-------- Recorded data

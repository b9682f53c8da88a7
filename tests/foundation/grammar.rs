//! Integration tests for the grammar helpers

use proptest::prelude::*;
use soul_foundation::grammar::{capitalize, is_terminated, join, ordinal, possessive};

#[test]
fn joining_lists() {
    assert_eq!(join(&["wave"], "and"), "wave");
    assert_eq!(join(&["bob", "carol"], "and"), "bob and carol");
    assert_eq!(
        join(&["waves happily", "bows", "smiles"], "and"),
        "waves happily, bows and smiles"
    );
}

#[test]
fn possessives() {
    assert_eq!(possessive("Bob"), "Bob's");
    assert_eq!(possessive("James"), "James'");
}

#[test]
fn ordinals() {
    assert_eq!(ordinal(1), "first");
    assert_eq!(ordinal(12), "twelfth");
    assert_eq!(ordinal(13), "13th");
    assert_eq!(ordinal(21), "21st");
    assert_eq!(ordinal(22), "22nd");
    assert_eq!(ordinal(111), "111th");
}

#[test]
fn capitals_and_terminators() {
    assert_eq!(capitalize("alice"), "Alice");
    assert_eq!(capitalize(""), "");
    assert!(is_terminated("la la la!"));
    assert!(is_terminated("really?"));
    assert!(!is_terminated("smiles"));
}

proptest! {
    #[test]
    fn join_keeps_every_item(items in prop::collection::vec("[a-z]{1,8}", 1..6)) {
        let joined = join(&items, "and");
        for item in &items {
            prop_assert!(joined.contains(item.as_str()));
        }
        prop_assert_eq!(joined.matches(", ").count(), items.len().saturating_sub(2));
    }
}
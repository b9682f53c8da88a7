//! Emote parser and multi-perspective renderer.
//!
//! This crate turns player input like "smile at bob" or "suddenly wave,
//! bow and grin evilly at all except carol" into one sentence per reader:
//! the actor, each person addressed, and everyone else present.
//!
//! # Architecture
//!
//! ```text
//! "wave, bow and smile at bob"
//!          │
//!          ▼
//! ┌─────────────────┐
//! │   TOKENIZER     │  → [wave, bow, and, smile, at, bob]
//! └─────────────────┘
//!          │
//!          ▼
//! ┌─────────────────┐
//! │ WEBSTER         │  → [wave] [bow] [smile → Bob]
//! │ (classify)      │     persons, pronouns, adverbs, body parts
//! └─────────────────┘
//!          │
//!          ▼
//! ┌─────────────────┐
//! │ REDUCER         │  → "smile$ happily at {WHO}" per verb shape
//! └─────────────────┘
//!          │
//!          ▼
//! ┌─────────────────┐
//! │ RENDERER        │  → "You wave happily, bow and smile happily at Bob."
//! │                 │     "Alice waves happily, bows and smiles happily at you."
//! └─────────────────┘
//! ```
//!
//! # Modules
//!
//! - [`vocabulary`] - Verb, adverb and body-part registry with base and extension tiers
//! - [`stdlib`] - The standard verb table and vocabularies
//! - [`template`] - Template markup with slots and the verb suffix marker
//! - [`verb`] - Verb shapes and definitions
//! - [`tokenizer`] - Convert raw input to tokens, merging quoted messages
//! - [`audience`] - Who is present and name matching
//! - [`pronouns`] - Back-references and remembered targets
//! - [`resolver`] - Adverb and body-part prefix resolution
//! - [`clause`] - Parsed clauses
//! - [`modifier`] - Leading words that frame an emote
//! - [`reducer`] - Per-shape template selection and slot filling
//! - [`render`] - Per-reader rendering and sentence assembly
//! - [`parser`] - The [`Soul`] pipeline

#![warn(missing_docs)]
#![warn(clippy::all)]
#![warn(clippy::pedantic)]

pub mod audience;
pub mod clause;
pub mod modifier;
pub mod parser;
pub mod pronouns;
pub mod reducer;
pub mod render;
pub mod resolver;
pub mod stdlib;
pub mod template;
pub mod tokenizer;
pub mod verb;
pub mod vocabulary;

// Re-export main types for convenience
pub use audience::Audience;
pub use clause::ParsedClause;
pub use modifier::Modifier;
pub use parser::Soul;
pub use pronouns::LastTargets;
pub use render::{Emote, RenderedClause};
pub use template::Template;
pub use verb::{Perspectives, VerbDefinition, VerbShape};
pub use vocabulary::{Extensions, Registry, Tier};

----------------
-------- Recorded data

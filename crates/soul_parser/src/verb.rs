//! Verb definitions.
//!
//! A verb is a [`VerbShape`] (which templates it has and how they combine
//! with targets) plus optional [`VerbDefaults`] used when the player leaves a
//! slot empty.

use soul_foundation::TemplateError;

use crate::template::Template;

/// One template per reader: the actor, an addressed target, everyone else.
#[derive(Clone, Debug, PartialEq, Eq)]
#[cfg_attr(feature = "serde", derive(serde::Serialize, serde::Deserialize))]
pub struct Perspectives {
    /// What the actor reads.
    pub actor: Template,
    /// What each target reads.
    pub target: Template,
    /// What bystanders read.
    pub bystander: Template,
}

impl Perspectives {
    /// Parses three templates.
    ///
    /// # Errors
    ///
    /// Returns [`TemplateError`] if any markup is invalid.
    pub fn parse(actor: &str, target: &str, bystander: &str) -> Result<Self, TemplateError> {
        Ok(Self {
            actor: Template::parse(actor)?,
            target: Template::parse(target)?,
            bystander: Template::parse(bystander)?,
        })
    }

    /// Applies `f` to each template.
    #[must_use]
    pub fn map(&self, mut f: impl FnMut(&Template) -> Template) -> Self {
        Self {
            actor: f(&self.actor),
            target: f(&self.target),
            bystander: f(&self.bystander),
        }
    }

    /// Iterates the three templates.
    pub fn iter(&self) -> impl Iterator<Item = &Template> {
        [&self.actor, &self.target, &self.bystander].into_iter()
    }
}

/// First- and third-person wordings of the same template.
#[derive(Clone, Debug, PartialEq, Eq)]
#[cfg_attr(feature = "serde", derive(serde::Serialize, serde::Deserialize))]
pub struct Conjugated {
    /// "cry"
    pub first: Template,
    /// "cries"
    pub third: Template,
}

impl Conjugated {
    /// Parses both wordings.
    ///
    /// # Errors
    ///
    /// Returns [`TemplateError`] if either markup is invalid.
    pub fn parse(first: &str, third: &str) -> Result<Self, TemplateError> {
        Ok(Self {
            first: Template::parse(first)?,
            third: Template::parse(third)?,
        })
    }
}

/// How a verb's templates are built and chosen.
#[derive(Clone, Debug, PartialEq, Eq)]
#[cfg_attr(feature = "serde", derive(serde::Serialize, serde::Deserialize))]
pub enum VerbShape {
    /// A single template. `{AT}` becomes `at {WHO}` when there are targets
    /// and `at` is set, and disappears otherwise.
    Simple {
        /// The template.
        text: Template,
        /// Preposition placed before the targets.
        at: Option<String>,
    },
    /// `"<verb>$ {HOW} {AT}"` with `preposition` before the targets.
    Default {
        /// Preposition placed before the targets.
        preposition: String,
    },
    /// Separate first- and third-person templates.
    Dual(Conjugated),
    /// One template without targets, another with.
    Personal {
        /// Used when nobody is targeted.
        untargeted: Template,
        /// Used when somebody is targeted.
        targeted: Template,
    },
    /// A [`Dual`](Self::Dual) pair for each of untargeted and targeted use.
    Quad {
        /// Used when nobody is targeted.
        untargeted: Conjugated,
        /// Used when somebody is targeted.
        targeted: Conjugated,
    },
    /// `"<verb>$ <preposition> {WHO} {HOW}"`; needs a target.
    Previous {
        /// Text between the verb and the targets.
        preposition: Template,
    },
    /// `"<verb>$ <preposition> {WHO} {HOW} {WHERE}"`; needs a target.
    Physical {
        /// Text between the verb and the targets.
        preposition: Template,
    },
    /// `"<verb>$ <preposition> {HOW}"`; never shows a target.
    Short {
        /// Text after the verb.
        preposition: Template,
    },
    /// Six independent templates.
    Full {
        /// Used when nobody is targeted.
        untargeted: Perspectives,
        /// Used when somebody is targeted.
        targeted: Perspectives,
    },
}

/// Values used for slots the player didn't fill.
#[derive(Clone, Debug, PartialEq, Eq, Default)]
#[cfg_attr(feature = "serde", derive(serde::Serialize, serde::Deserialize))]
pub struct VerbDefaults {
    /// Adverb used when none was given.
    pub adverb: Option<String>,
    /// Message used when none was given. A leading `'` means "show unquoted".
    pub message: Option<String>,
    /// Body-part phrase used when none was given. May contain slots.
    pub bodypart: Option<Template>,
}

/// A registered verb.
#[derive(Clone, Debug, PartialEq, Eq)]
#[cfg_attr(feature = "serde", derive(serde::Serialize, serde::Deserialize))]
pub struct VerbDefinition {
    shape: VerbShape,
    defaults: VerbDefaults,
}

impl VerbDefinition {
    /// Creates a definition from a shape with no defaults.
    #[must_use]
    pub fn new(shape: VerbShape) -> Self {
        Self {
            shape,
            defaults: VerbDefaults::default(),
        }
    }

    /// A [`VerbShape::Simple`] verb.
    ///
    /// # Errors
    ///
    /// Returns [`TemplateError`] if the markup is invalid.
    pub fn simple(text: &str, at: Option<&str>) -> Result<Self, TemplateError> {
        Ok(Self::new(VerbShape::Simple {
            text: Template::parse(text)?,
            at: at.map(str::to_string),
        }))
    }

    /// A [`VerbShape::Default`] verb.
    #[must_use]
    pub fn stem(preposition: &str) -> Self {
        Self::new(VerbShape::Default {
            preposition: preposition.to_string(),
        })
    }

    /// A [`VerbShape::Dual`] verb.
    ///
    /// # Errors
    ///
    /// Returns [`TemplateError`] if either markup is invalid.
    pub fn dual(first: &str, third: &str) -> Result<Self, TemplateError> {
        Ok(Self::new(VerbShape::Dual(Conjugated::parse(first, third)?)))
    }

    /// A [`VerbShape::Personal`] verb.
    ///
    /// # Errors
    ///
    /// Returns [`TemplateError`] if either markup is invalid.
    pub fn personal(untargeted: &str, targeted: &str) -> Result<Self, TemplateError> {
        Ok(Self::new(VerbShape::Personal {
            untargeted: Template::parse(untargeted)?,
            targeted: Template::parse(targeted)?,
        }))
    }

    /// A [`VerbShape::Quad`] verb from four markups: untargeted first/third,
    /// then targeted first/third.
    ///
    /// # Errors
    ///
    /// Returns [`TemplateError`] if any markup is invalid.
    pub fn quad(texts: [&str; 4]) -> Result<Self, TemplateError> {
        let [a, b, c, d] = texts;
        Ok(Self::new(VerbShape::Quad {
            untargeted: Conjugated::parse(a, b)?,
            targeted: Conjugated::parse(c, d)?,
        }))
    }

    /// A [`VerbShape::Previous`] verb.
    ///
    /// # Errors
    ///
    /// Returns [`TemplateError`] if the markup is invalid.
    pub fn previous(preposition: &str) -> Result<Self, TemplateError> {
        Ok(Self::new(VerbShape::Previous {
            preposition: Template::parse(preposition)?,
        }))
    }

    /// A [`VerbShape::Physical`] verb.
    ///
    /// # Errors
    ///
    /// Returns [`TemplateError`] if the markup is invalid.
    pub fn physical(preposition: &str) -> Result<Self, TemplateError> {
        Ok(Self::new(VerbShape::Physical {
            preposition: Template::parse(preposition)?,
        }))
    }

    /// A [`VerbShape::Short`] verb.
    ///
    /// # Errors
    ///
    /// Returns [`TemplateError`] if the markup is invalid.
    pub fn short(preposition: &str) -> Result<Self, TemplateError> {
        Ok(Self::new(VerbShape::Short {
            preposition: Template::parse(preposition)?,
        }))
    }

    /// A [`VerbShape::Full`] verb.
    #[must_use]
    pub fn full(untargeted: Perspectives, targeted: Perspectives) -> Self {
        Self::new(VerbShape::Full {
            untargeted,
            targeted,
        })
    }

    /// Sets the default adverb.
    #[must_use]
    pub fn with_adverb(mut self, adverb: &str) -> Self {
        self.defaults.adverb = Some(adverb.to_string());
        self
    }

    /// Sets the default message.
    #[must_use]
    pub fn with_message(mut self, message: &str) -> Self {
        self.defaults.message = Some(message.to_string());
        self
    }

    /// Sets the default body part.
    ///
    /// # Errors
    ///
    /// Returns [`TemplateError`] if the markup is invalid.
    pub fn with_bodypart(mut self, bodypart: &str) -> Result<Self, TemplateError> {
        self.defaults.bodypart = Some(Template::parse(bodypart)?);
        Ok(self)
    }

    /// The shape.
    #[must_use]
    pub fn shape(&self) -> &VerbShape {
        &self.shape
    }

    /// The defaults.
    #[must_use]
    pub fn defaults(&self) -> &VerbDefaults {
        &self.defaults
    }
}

----------------
-------- Recorded data

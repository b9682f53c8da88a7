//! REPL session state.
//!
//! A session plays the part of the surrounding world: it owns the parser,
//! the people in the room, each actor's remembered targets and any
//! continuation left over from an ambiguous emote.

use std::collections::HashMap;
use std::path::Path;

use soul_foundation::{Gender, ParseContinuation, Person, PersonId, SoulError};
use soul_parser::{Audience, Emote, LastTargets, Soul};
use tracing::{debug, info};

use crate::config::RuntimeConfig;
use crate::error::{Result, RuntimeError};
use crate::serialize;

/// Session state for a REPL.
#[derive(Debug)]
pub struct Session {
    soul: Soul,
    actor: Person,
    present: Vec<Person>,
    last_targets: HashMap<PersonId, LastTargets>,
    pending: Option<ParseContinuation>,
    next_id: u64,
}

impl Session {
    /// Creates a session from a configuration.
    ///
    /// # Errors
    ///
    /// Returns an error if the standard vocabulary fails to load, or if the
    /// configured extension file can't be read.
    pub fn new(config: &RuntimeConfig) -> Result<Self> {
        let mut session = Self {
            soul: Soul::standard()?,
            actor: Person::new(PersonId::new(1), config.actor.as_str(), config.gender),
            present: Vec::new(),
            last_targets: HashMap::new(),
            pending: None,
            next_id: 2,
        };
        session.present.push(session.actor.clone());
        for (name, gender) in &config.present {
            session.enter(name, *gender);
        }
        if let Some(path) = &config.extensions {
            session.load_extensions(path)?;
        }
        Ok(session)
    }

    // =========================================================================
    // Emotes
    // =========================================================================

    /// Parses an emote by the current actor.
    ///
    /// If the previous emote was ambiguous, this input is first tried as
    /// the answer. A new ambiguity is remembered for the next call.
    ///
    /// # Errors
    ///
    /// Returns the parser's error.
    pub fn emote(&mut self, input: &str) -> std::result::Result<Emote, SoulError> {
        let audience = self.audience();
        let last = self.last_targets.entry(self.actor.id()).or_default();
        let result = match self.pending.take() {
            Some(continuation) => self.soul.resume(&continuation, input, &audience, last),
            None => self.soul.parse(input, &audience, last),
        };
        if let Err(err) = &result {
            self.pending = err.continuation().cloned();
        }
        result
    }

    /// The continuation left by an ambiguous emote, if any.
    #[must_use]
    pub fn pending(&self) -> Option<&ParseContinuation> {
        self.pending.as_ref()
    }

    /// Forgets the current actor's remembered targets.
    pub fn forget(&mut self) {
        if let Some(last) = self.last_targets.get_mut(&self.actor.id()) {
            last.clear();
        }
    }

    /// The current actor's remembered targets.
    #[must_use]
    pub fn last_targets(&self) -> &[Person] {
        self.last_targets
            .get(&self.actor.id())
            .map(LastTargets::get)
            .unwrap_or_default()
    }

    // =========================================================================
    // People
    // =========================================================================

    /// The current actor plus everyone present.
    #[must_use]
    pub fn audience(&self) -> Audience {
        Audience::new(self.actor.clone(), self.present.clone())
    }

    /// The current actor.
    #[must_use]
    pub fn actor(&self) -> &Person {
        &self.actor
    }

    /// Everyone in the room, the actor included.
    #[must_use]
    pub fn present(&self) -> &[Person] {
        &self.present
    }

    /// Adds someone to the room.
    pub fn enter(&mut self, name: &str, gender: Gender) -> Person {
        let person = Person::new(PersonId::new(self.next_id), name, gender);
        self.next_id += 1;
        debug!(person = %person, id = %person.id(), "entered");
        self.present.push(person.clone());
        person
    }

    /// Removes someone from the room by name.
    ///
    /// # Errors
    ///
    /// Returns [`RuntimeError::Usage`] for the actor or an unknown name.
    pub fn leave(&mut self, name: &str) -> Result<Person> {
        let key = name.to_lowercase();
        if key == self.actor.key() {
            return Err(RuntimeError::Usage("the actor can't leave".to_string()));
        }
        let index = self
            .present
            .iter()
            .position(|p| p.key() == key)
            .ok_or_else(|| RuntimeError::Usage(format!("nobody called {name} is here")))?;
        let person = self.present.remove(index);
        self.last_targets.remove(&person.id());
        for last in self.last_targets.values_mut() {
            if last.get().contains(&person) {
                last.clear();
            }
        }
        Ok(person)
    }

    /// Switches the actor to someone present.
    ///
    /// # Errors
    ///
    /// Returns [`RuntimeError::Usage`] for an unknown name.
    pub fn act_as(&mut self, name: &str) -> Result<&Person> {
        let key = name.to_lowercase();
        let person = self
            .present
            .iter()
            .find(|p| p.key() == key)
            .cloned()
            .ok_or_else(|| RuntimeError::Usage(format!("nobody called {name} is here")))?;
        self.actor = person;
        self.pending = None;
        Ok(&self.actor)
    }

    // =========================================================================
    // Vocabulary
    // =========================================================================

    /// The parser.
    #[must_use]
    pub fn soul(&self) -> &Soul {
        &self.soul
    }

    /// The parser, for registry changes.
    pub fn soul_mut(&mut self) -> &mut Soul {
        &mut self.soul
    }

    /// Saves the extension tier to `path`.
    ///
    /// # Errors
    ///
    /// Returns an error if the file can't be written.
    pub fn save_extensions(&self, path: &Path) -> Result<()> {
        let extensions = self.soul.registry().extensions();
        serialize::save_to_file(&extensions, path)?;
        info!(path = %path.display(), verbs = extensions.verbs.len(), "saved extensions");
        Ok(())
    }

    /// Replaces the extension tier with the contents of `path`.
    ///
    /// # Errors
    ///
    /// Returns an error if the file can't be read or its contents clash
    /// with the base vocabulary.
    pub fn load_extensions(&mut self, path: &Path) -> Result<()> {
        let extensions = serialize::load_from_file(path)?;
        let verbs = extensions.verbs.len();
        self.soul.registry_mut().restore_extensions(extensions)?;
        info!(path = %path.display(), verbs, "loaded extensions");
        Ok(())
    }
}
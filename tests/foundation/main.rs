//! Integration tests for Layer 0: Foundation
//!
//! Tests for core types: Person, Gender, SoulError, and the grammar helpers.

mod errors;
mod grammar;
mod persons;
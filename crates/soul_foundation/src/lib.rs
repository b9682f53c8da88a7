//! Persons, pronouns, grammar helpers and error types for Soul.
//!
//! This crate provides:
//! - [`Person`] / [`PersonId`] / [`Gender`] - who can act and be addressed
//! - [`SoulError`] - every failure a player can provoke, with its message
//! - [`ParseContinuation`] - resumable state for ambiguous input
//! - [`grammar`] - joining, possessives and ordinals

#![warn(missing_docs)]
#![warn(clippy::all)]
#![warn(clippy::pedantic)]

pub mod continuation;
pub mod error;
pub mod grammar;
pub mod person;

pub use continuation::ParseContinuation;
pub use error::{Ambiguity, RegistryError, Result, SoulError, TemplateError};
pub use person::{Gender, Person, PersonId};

----------------

Exercise ::
Across the data, tally the lines containing "happily" and give back the number alone.

Solved problem ::
5